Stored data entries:
________________________

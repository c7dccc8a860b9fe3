//! Domain service for incident records.
//!
//! Handlers receive already-validated [`NewIncident`] values; this layer only
//! deals with persistence outcomes.

use crate::domain::IncidentId;
use crate::models::{Incident, NewIncident};
use thiserror::Error;

/// Persistence-side failures of incident operations.
#[derive(Debug, Error)]
pub enum IncidentError {
    #[error("Incident not found: {0}")]
    NotFound(IncidentId),

    #[error("Database error: {0}")]
    Database(String),
}

impl From<anyhow::Error> for IncidentError {
    fn from(err: anyhow::Error) -> Self {
        Self::Database(format!("{err:#}"))
    }
}

/// Domain service trait for incidents.
///
/// # Examples
///
/// ```rust,ignore
/// use incident_admin::services::{IncidentError, IncidentService};
/// use std::sync::Arc;
///
/// async fn active(service: Arc<dyn IncidentService>) -> Result<usize, IncidentError> {
///     Ok(service.list_incidents("active").await?.len())
/// }
/// ```
#[async_trait::async_trait]
pub trait IncidentService: Send + Sync {
    /// Lists incidents whose status equals `status`. Unknown statuses yield an empty list.
    ///
    /// # Errors
    ///
    /// Returns [`IncidentError::Database`] on query failures.
    async fn list_incidents(&self, status: &str) -> Result<Vec<Incident>, IncidentError>;

    /// Inserts a new incident stamped with the current time.
    ///
    /// # Errors
    ///
    /// Returns [`IncidentError::Database`] when the insert fails, including
    /// CHECK constraint violations.
    async fn create_incident(&self, incident: NewIncident) -> Result<IncidentId, IncidentError>;

    /// Rewrites all mutable fields of an incident and refreshes `updated_at`.
    ///
    /// Returns the number of rows affected. An unknown id affects zero rows and
    /// succeeds unless the service was built in strict mode.
    ///
    /// # Errors
    ///
    /// - Returns [`IncidentError::NotFound`] in strict mode when nothing matched
    /// - Returns [`IncidentError::Database`] when the update fails
    async fn update_incident(
        &self,
        id: IncidentId,
        incident: NewIncident,
    ) -> Result<u64, IncidentError>;
}
use axum::{
    http::StatusCode,
    response::{IntoResponse, Response},
};
use std::fmt;

use super::validation::ValidationError;
use crate::services::IncidentError;

/// Body returned for every rejected or failed write.
pub const INVALID_PARAMETERS: &str = "Invalid parameters";

pub const INCIDENT_NOT_FOUND: &str = "Incident not found.";

#[derive(Debug)]
pub enum ApiError {
    /// The request never reached the database.
    InvalidParameters(ValidationError),

    /// The database refused or failed the statement.
    DatabaseError(String),

    NotFound(String),
}

impl fmt::Display for ApiError {
    fn fmt(&self, f: &mut fmt::Formatter<'_>) -> fmt::Result {
        match self {
            ApiError::InvalidParameters(err) => write!(f, "Invalid parameters: {}", err),
            ApiError::DatabaseError(msg) => write!(f, "Database error: {}", msg),
            ApiError::NotFound(msg) => write!(f, "Not found: {}", msg),
        }
    }
}

impl std::error::Error for ApiError {}

impl IntoResponse for ApiError {
    fn into_response(self) -> Response {
        // Validation and persistence failures look the same to the client.
        let (status, body) = match &self {
            ApiError::InvalidParameters(err) => {
                tracing::info!("Invalid incident params - {}", err);
                metrics::counter!("incident_validation_failures_total").increment(1);
                (StatusCode::BAD_REQUEST, INVALID_PARAMETERS)
            }
            ApiError::DatabaseError(msg) => {
                tracing::warn!("Database error: {}", msg);
                (StatusCode::BAD_REQUEST, INVALID_PARAMETERS)
            }
            ApiError::NotFound(msg) => {
                tracing::info!("{}", msg);
                (StatusCode::NOT_FOUND, INCIDENT_NOT_FOUND)
            }
        };

        (status, body).into_response()
    }
}

impl From<ValidationError> for ApiError {
    fn from(err: ValidationError) -> Self {
        ApiError::InvalidParameters(err)
    }
}

impl From<IncidentError> for ApiError {
    fn from(err: IncidentError) -> Self {
        match err {
            IncidentError::NotFound(id) => ApiError::NotFound(format!("Incident {} not found", id)),
            IncidentError::Database(msg) => ApiError::DatabaseError(msg),
        }
    }
}

#[cfg(test)]
mod tests {
    use super::*;
    use crate::domain::IncidentId;

    #[test]
    fn test_validation_and_database_errors_share_status() {
        let validation = ApiError::from(ValidationError::MissingField("status")).into_response();
        let database =
            ApiError::from(IncidentError::Database("CHECK constraint failed".into())).into_response();

        assert_eq!(validation.status(), StatusCode::BAD_REQUEST);
        assert_eq!(database.status(), StatusCode::BAD_REQUEST);
    }

    #[test]
    fn test_not_found_maps_to_404() {
        let response = ApiError::from(IncidentError::NotFound(IncidentId::new(9))).into_response();
        assert_eq!(response.status(), StatusCode::NOT_FOUND);
    }
}
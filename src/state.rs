use std::sync::Arc;

use crate::config::Config;
use crate::db::Store;
use crate::services::{IncidentService, SeaOrmIncidentService};

/// Everything built once at startup and shared, read-only, by all requests.
#[derive(Clone)]
pub struct SharedState {
    pub config: Arc<Config>,

    pub store: Store,

    pub incident_service: Arc<dyn IncidentService>,
}

impl SharedState {
    pub async fn new(config: Config) -> anyhow::Result<Self> {
        let store = Store::with_pool_options(
            &config.general.database_url,
            config.general.max_db_connections,
            config.general.min_db_connections,
        )
        .await?;

        Ok(Self::with_store(config, store))
    }

    #[must_use]
    pub fn with_store(config: Config, store: Store) -> Self {
        let incident_service: Arc<dyn IncidentService> = Arc::new(SeaOrmIncidentService::new(
            store.clone(),
            config.incidents.reject_unknown_on_update,
        ));

        Self {
            config: Arc::new(config),
            store,
            incident_service,
        }
    }
}
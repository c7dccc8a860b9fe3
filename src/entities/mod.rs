pub mod prelude;

pub mod incidents;
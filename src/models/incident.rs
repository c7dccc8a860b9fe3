use chrono::{DateTime, FixedOffset};
use serde::{Deserialize, Serialize};
use std::fmt;
use std::str::FromStr;

use crate::domain::IncidentId;

/// Lifecycle state of an incident. Transitions are unrestricted in both directions.
#[derive(Debug, Clone, Copy, PartialEq, Eq, Hash, Serialize, Deserialize)]
#[serde(rename_all = "lowercase")]
pub enum IncidentStatus {
    Active,
    Resolved,
}

impl IncidentStatus {
    pub const ALL: [Self; 2] = [Self::Active, Self::Resolved];

    #[must_use]
    pub const fn as_str(&self) -> &'static str {
        match self {
            Self::Active => "active",
            Self::Resolved => "resolved",
        }
    }
}

#[derive(Debug, Clone, Copy, PartialEq, Eq, Hash, Serialize, Deserialize)]
#[serde(rename_all = "lowercase")]
pub enum IncidentLevel {
    Critical,
    Info,
    Warning,
}

impl IncidentLevel {
    pub const ALL: [Self; 3] = [Self::Critical, Self::Info, Self::Warning];

    #[must_use]
    pub const fn as_str(&self) -> &'static str {
        match self {
            Self::Critical => "critical",
            Self::Info => "info",
            Self::Warning => "warning",
        }
    }
}

#[derive(Debug, Clone, Copy, PartialEq, Eq, Hash, Serialize, Deserialize)]
#[serde(rename_all = "lowercase")]
pub enum IncidentType {
    General,
}

impl IncidentType {
    pub const ALL: [Self; 1] = [Self::General];

    #[must_use]
    pub const fn as_str(&self) -> &'static str {
        match self {
            Self::General => "general",
        }
    }
}

/// Returned when a string is not a member of one of the incident enumerations.
#[derive(Debug, Clone, PartialEq, Eq)]
pub struct UnknownVariant(pub String);

impl fmt::Display for UnknownVariant {
    fn fmt(&self, f: &mut fmt::Formatter<'_>) -> fmt::Result {
        write!(f, "unknown value '{}'", self.0)
    }
}

impl std::error::Error for UnknownVariant {}

macro_rules! string_enum_impls {
    ($ty:ty) => {
        impl fmt::Display for $ty {
            fn fmt(&self, f: &mut fmt::Formatter<'_>) -> fmt::Result {
                f.write_str(self.as_str())
            }
        }

        impl FromStr for $ty {
            type Err = UnknownVariant;

            fn from_str(s: &str) -> Result<Self, Self::Err> {
                <$ty>::ALL
                    .into_iter()
                    .find(|v| v.as_str() == s)
                    .ok_or_else(|| UnknownVariant(s.to_string()))
            }
        }
    };
}

string_enum_impls!(IncidentStatus);
string_enum_impls!(IncidentLevel);
string_enum_impls!(IncidentType);

/// A fully validated incident payload, ready to be written.
#[derive(Debug, Clone, PartialEq, Eq)]
pub struct NewIncident {
    pub incident_type: IncidentType,
    pub status: IncidentStatus,
    pub level: IncidentLevel,
    pub message: String,
}

/// An incident row as read back from the store.
///
/// The enumerated columns stay as strings: the table's CHECK constraints
/// guarantee their values, and rows are only ever echoed back to clients.
#[derive(Debug, Clone, PartialEq, Eq)]
pub struct Incident {
    pub id: IncidentId,
    pub status: String,
    pub incident_type: Option<String>,
    pub level: Option<String>,
    pub message: Option<String>,
    pub created_at: DateTime<FixedOffset>,
    pub updated_at: DateTime<FixedOffset>,
}
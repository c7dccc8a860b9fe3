pub mod incident_service;
pub use incident_service::{IncidentError, IncidentService};

pub mod incident_service_impl;
pub use incident_service_impl::SeaOrmIncidentService;
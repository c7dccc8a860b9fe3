//! Domain primitives for the incident admin service.

use serde::{Deserialize, Serialize};
use std::fmt;
use std::str::FromStr;

/// Unique identifier of an incident row.
///
/// Assigned by the database on insert and never changed afterwards.
///
/// # Examples
///
/// ```rust
/// use incident_admin::domain::IncidentId;
///
/// let id: IncidentId = "42".parse().unwrap();
/// assert_eq!(id.value(), 42);
/// assert_eq!(id.to_string(), "42");
/// ```
#[derive(Debug, Clone, Copy, PartialEq, Eq, PartialOrd, Ord, Hash, Default)]
pub struct IncidentId(i32);

impl IncidentId {
    #[must_use]
    pub const fn new(id: i32) -> Self {
        Self(id)
    }

    #[must_use]
    pub const fn value(&self) -> i32 {
        self.0
    }
}

impl fmt::Display for IncidentId {
    fn fmt(&self, f: &mut fmt::Formatter<'_>) -> fmt::Result {
        write!(f, "{}", self.0)
    }
}

impl From<IncidentId> for i32 {
    fn from(id: IncidentId) -> Self {
        id.0
    }
}

impl From<i32> for IncidentId {
    fn from(id: i32) -> Self {
        Self::new(id)
    }
}

impl FromStr for IncidentId {
    type Err = std::num::ParseIntError;

    fn from_str(s: &str) -> Result<Self, Self::Err> {
        s.trim().parse::<i32>().map(Self)
    }
}

impl Serialize for IncidentId {
    fn serialize<S>(&self, serializer: S) -> Result<S::Ok, S::Error>
    where
        S: serde::Serializer,
    {
        serializer.serialize_i32(self.0)
    }
}

impl<'de> Deserialize<'de> for IncidentId {
    fn deserialize<D>(deserializer: D) -> Result<Self, D::Error>
    where
        D: serde::Deserializer<'de>,
    {
        i32::deserialize(deserializer).map(Self)
    }
}

#[cfg(test)]
mod tests {
    use super::*;

    #[test]
    fn test_parse_incident_id() {
        assert_eq!("7".parse::<IncidentId>().unwrap(), IncidentId::new(7));
        assert_eq!(" 12 ".parse::<IncidentId>().unwrap().value(), 12);
        assert!("abc".parse::<IncidentId>().is_err());
        assert!("".parse::<IncidentId>().is_err());
        assert!("1.5".parse::<IncidentId>().is_err());
    }

    #[test]
    fn test_incident_id_serde() {
        let id = IncidentId::new(3);
        assert_eq!(serde_json::to_string(&id).unwrap(), "3");
        let back: IncidentId = serde_json::from_str("3").unwrap();
        assert_eq!(back, id);
    }
}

________________________

> _TASK GOAL_
Looking at the data above, write out exactly the lines that start at the one containing "CHECK constraint violations." and end at the one containing "or failed write."; include both and nothing beyond.

> _EXERCISE RESULT_
    /// CHECK constraint violations.
    async fn create_incident(&self, incident: NewIncident) -> Result<IncidentId, IncidentError>;

    /// Rewrites all mutable fields of an incident and refreshes `updated_at`.
    ///
    /// Returns the number of rows affected. An unknown id affects zero rows and
    /// succeeds unless the service was built in strict mode.
    ///
    /// # Errors
    ///
    /// - Returns [`IncidentError::NotFound`] in strict mode when nothing matched
    /// - Returns [`IncidentError::Database`] when the update fails
    async fn update_incident(
        &self,
        id: IncidentId,
        incident: NewIncident,
    ) -> Result<u64, IncidentError>;
}
use axum::{
    http::StatusCode,
    response::{IntoResponse, Response},
};
use std::fmt;

use super::validation::ValidationError;
use crate::services::IncidentError;

/// Body returned for every rejected or failed write.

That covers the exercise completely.